_Problem details:_ With the first line below as the start and the line containing "table. Upsert writes" as the end, copy every line between them exactly, ends included.

[Stored data]
***

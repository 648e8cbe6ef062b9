//! Item store: listing, merge/upsert of external records, overlay patches.
//!
//! The upsert path and the patch path own disjoint column sets of the same
//! table. Upsert writes external columns only (atomic `ON CONFLICT` keyed on
//! the identity triple, so it cannot race a patch destructively); patches
//! write overlay columns only, inside a single transaction.

use crate::db::pool::DbPool;
use crate::error::AppError;
use crate::models::{overdue, ExternalRecord, Item, ItemKind, ItemPatch, Priority};
use chrono::NaiveDate;

/// Optional filters for the listing path.
#[derive(Debug, Clone, Default)]
pub struct ListFilter {
    pub kind: Option<ItemKind>,
    pub repo_full_name: Option<String>,
}

const ITEM_COLUMNS: &str = "kind, repo_full_name, external_key, title, state, url, author, \
     created_at, updated_at, assignee, assignee_group, note, estimated_resolve_at, \
     sync_internal, priority, due_at";

/// List items matching the filter, with `overdue_days` freshly computed.
///
/// Ordered by *effective* due date descending (explicit due date, or the
/// created+14d fallback), then `updated_at` descending. The effective date
/// is derived, not stored, so the sort happens here rather than in SQL.
pub async fn list_items(
    pool: &DbPool,
    filter: &ListFilter,
    today: NaiveDate,
) -> Result<Vec<Item>, AppError> {
    let mut query = format!("SELECT {} FROM items WHERE 1=1", ITEM_COLUMNS);
    if filter.kind.is_some() {
        query.push_str(" AND kind = ?");
    }
    if filter.repo_full_name.is_some() {
        query.push_str(" AND repo_full_name = ?");
    }

    let kind = filter.kind.map(|k| k.to_string());
    let mut items: Vec<Item> = match (kind.as_deref(), filter.repo_full_name.as_deref()) {
        (Some(kind), Some(repo)) => {
            sqlx::query_as(&query)
                .bind(kind)
                .bind(repo)
                .fetch_all(pool)
                .await?
        }
        (Some(kind), None) => sqlx::query_as(&query).bind(kind).fetch_all(pool).await?,
        (None, Some(repo)) => sqlx::query_as(&query).bind(repo).fetch_all(pool).await?,
        (None, None) => sqlx::query_as(&query).fetch_all(pool).await?,
    };

    for item in &mut items {
        item.overdue_days = overdue::overdue_days(&item.due_at, &item.created_at, today);
    }

    items.sort_by(|a, b| {
        let a_due = overdue::effective_due_date(&a.due_at, &a.created_at);
        let b_due = overdue::effective_due_date(&b.due_at, &b.created_at);
        b_due
            .cmp(&a_due)
            .then_with(|| b.updated_at.cmp(&a.updated_at))
    });

    Ok(items)
}

/// Fetch a single item by its identity triple.
pub async fn get_item(
    pool: &DbPool,
    kind: ItemKind,
    repo_full_name: &str,
    external_key: &str,
) -> Result<Option<Item>, AppError> {
    let query = format!(
        "SELECT {} FROM items WHERE kind = ? AND repo_full_name = ? AND external_key = ? LIMIT 1",
        ITEM_COLUMNS
    );
    let item: Option<Item> = sqlx::query_as(&query)
        .bind(kind.to_string())
        .bind(repo_full_name)
        .bind(external_key)
        .fetch_optional(pool)
        .await?;
    Ok(item)
}

/// Merge a batch of external records into the table.
///
/// One transaction per batch: a mid-batch failure rolls the whole batch
/// back. Per record, insert with overlay defaults or update only the
/// external columns of the existing row. Records failing basic validity
/// (empty key, title, or repository) are skipped and not counted.
///
/// Returns the number of records written, which callers compare against the
/// fetched count to detect silent drops. Applying the same batch twice is
/// idempotent since this is a pure overwrite-by-key of the external columns.
pub async fn upsert_remote(pool: &DbPool, records: &[ExternalRecord]) -> Result<i64, AppError> {
    if records.is_empty() {
        return Ok(0);
    }

    let mut tx = pool.begin().await?;
    let mut written = 0i64;

    for record in records {
        if !record.is_valid() {
            continue;
        }

        sqlx::query(
            r#"
            INSERT INTO items (
                kind, repo_full_name, external_key,
                title, state, url, author, created_at, updated_at
            ) VALUES (?, ?, ?, ?, ?, ?, ?, ?, ?)
            ON CONFLICT(kind, repo_full_name, external_key) DO UPDATE SET
                title = excluded.title,
                state = excluded.state,
                url = excluded.url,
                author = excluded.author,
                created_at = excluded.created_at,
                updated_at = excluded.updated_at
            "#,
        )
        .bind(record.kind.to_string())
        .bind(&record.repo_full_name)
        .bind(&record.external_key)
        .bind(&record.title)
        .bind(&record.state)
        .bind(&record.url)
        .bind(&record.author)
        .bind(&record.created_at)
        .bind(&record.updated_at)
        .execute(&mut *tx)
        .await?;

        written += 1;
    }

    tx.commit().await?;
    Ok(written)
}

/// Apply a sparse overlay patch to one item.
///
/// Loads the current row, merges only the fields present in the patch,
/// normalizes `priority` to the closed set, and writes the full overlay back
/// in one transaction. External columns are never touched here.
///
/// `note_suffix`, when given, is appended to the merged note (the patched
/// note if present, otherwise the stored one) on its own line. The read and
/// the append happen inside the same transaction, so a concurrent note edit
/// cannot slip between them.
///
/// Returns the merged record with `overdue_days` recomputed, or a distinct
/// not-found error when the identity triple is unknown.
pub async fn patch_overlay(
    pool: &DbPool,
    kind: ItemKind,
    repo_full_name: &str,
    external_key: &str,
    patch: &ItemPatch,
    note_suffix: Option<&str>,
    today: NaiveDate,
) -> Result<Item, AppError> {
    let mut tx = pool.begin().await?;

    let query = format!(
        "SELECT {} FROM items WHERE kind = ? AND repo_full_name = ? AND external_key = ? LIMIT 1",
        ITEM_COLUMNS
    );
    let item: Option<Item> = sqlx::query_as(&query)
        .bind(kind.to_string())
        .bind(repo_full_name)
        .bind(external_key)
        .fetch_optional(&mut *tx)
        .await?;

    let mut item = item.ok_or_else(|| {
        AppError::not_found_with_id(
            "Item",
            format!("{}/{}/{}", kind, repo_full_name, external_key),
        )
    })?;

    if let Some(assignee) = &patch.assignee {
        item.assignee = assignee.clone();
    }
    if let Some(group) = &patch.assignee_group {
        item.assignee_group = group.clone();
    }
    if let Some(note) = &patch.note {
        item.note = note.clone();
    }
    if let Some(estimated) = &patch.estimated_resolve_at {
        item.estimated_resolve_at = estimated.clone();
    }
    if let Some(sync_internal) = patch.sync_internal {
        item.sync_internal = sync_internal;
    }
    if let Some(priority) = patch.priority {
        item.priority = Priority::from_i64(priority).as_i64();
    }
    if let Some(due_at) = &patch.due_at {
        item.due_at = due_at.clone();
    }
    if let Some(suffix) = note_suffix {
        item.note = if item.note.trim().is_empty() {
            suffix.to_string()
        } else {
            format!("{}\n{}", item.note, suffix)
        };
    }

    sqlx::query(
        r#"
        UPDATE items SET
            assignee = ?, assignee_group = ?, note = ?, estimated_resolve_at = ?,
            sync_internal = ?, priority = ?, due_at = ?
        WHERE kind = ? AND repo_full_name = ? AND external_key = ?
        "#,
    )
    .bind(&item.assignee)
    .bind(&item.assignee_group)
    .bind(&item.note)
    .bind(&item.estimated_resolve_at)
    .bind(item.sync_internal)
    .bind(item.priority)
    .bind(&item.due_at)
    .bind(kind.to_string())
    .bind(repo_full_name)
    .bind(external_key)
    .execute(&mut *tx)
    .await?;

    tx.commit().await?;

    item.overdue_days = overdue::overdue_days(&item.due_at, &item.created_at, today);
    Ok(item)
}

#[cfg(test)]
mod tests {
    use super::*;
    use crate::models::RemoteItem;
    use tempfile::tempdir;

    async fn test_pool() -> (tempfile::TempDir, DbPool) {
        let dir = tempdir().unwrap();
        let pool = crate::db::initialize(&dir.path().join("test.db"))
            .await
            .unwrap();
        (dir, pool)
    }

    fn record(key: &str, title: &str) -> ExternalRecord {
        ExternalRecord::from_remote(
            ItemKind::Issue,
            "acme/widgets",
            RemoteItem {
                key: key.into(),
                title: title.into(),
                state: "open".into(),
                url: format!("https://example.com/{}", key),
                author: "alice".into(),
                created_at: "2024-01-01T00:00:00Z".into(),
                updated_at: "2024-01-02T00:00:00Z".into(),
            },
        )
    }

    fn today() -> NaiveDate {
        NaiveDate::parse_from_str("2024-02-01", "%Y-%m-%d").unwrap()
    }

    #[tokio::test]
    async fn test_upsert_skips_invalid_records() {
        let (_dir, pool) = test_pool().await;

        let records = vec![record("1", "valid"), record("", "no key"), record("2", "")];
        let written = upsert_remote(&pool, &records).await.unwrap();
        assert_eq!(written, 1);

        let count: (i64,) = sqlx::query_as("SELECT COUNT(*) FROM items")
            .fetch_one(&pool)
            .await
            .unwrap();
        assert_eq!(count.0, 1);
    }

    #[tokio::test]
    async fn test_upsert_preserves_overlay_defaults() {
        let (_dir, pool) = test_pool().await;

        upsert_remote(&pool, &[record("7", "first sight")])
            .await
            .unwrap();

        let item = get_item(&pool, ItemKind::Issue, "acme/widgets", "7")
            .await
            .unwrap()
            .unwrap();
        assert_eq!(item.assignee, "");
        assert_eq!(item.priority, Priority::Low.as_i64());
        assert!(!item.sync_internal);
    }

    #[tokio::test]
    async fn test_patch_normalizes_priority() {
        let (_dir, pool) = test_pool().await;
        upsert_remote(&pool, &[record("1", "t")]).await.unwrap();

        let patch = ItemPatch {
            priority: Some(42),
            ..Default::default()
        };
        let item = patch_overlay(&pool, ItemKind::Issue, "acme/widgets", "1", &patch, None, today())
            .await
            .unwrap();
        assert_eq!(item.priority, Priority::Low.as_i64());

        let patch = ItemPatch {
            priority: Some(0),
            ..Default::default()
        };
        let item = patch_overlay(&pool, ItemKind::Issue, "acme/widgets", "1", &patch, None, today())
            .await
            .unwrap();
        assert_eq!(item.priority, Priority::Urgent.as_i64());
    }

    #[tokio::test]
    async fn test_note_suffix_appends_to_stored_note_in_same_write() {
        let (_dir, pool) = test_pool().await;
        upsert_remote(&pool, &[record("3", "t")]).await.unwrap();

        let seed = ItemPatch {
            note: Some("triaged by alice".into()),
            ..Default::default()
        };
        patch_overlay(&pool, ItemKind::Issue, "acme/widgets", "3", &seed, None, today())
            .await
            .unwrap();

        // A patch without a note still picks up the stored one as the base.
        let patch = ItemPatch {
            sync_internal: Some(false),
            ..Default::default()
        };
        let item = patch_overlay(
            &pool,
            ItemKind::Issue,
            "acme/widgets",
            "3",
            &patch,
            Some("[skip-sync] vendor fork"),
            today(),
        )
        .await
        .unwrap();
        assert_eq!(item.note, "triaged by alice\n[skip-sync] vendor fork");

        // A patched note replaces the base before the suffix lands.
        let patch = ItemPatch {
            note: Some(String::new()),
            ..Default::default()
        };
        let item = patch_overlay(
            &pool,
            ItemKind::Issue,
            "acme/widgets",
            "3",
            &patch,
            Some("[skip-sync] stale"),
            today(),
        )
        .await
        .unwrap();
        assert_eq!(item.note, "[skip-sync] stale");
    }

    #[tokio::test]
    async fn test_patch_unknown_identity_is_not_found() {
        let (_dir, pool) = test_pool().await;

        let err = patch_overlay(
            &pool,
            ItemKind::Pr,
            "acme/widgets",
            "999",
            &ItemPatch::default(),
            None,
            today(),
        )
        .await
        .unwrap_err();
        assert!(err.is_not_found());

        let count: (i64,) = sqlx::query_as("SELECT COUNT(*) FROM items")
            .fetch_one(&pool)
            .await
            .unwrap();
        assert_eq!(count.0, 0);
    }

    #[tokio::test]
    async fn test_listing_orders_by_effective_due_date() {
        let (_dir, pool) = test_pool().await;

        let mut a = record("a", "explicit jan 10");
        a.created_at = "2023-12-01T00:00:00Z".into();
        let mut b = record("b", "explicit jan 5");
        b.created_at = "2023-12-01T00:00:00Z".into();
        let mut c = record("c", "fallback jan 8");
        // No due date: falls due created + 14d = 2024-01-08.
        c.created_at = "2023-12-25T00:00:00Z".into();
        upsert_remote(&pool, &[a, b, c]).await.unwrap();

        for (key, due) in [("a", "2024-01-10"), ("b", "2024-01-05")] {
            let patch = ItemPatch {
                due_at: Some(due.into()),
                ..Default::default()
            };
            patch_overlay(&pool, ItemKind::Issue, "acme/widgets", key, &patch, None, today())
                .await
                .unwrap();
        }

        let items = list_items(&pool, &ListFilter::default(), today())
            .await
            .unwrap();
        let keys: Vec<&str> = items.iter().map(|i| i.external_key.as_str()).collect();
        assert_eq!(keys, vec!["a", "c", "b"]);
    }

    #[tokio::test]
    async fn test_listing_filters() {
        let (_dir, pool) = test_pool().await;

        let issue = record("1", "an issue");
        let pr = ExternalRecord::from_remote(
            ItemKind::Pr,
            "acme/gadgets",
            RemoteItem {
                key: "2".into(),
                title: "a pr".into(),
                state: "open".into(),
                url: String::new(),
                author: "bob".into(),
                created_at: "2024-01-01".into(),
                updated_at: "2024-01-01".into(),
            },
        );
        upsert_remote(&pool, &[issue, pr]).await.unwrap();

        let filter = ListFilter {
            kind: Some(ItemKind::Pr),
            ..Default::default()
        };
        let items = list_items(&pool, &filter, today()).await.unwrap();
        assert_eq!(items.len(), 1);
        assert_eq!(items[0].external_key, "2");

        let filter = ListFilter {
            repo_full_name: Some("acme/widgets".into()),
            ..Default::default()
        };
        let items = list_items(&pool, &filter, today()).await.unwrap();
        assert_eq!(items.len(), 1);
        assert_eq!(items[0].external_key, "1");
    }
}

***

_Response below:_
repository 648e8cbe6ef062b9
//! Item store: listing, merge/upsert of external records, overlay patches.
//!
//! The upsert path and the patch path own disjoint column sets of the same
//! table. Upsert writes external columns only (atomic `ON CONFLICT` keyed on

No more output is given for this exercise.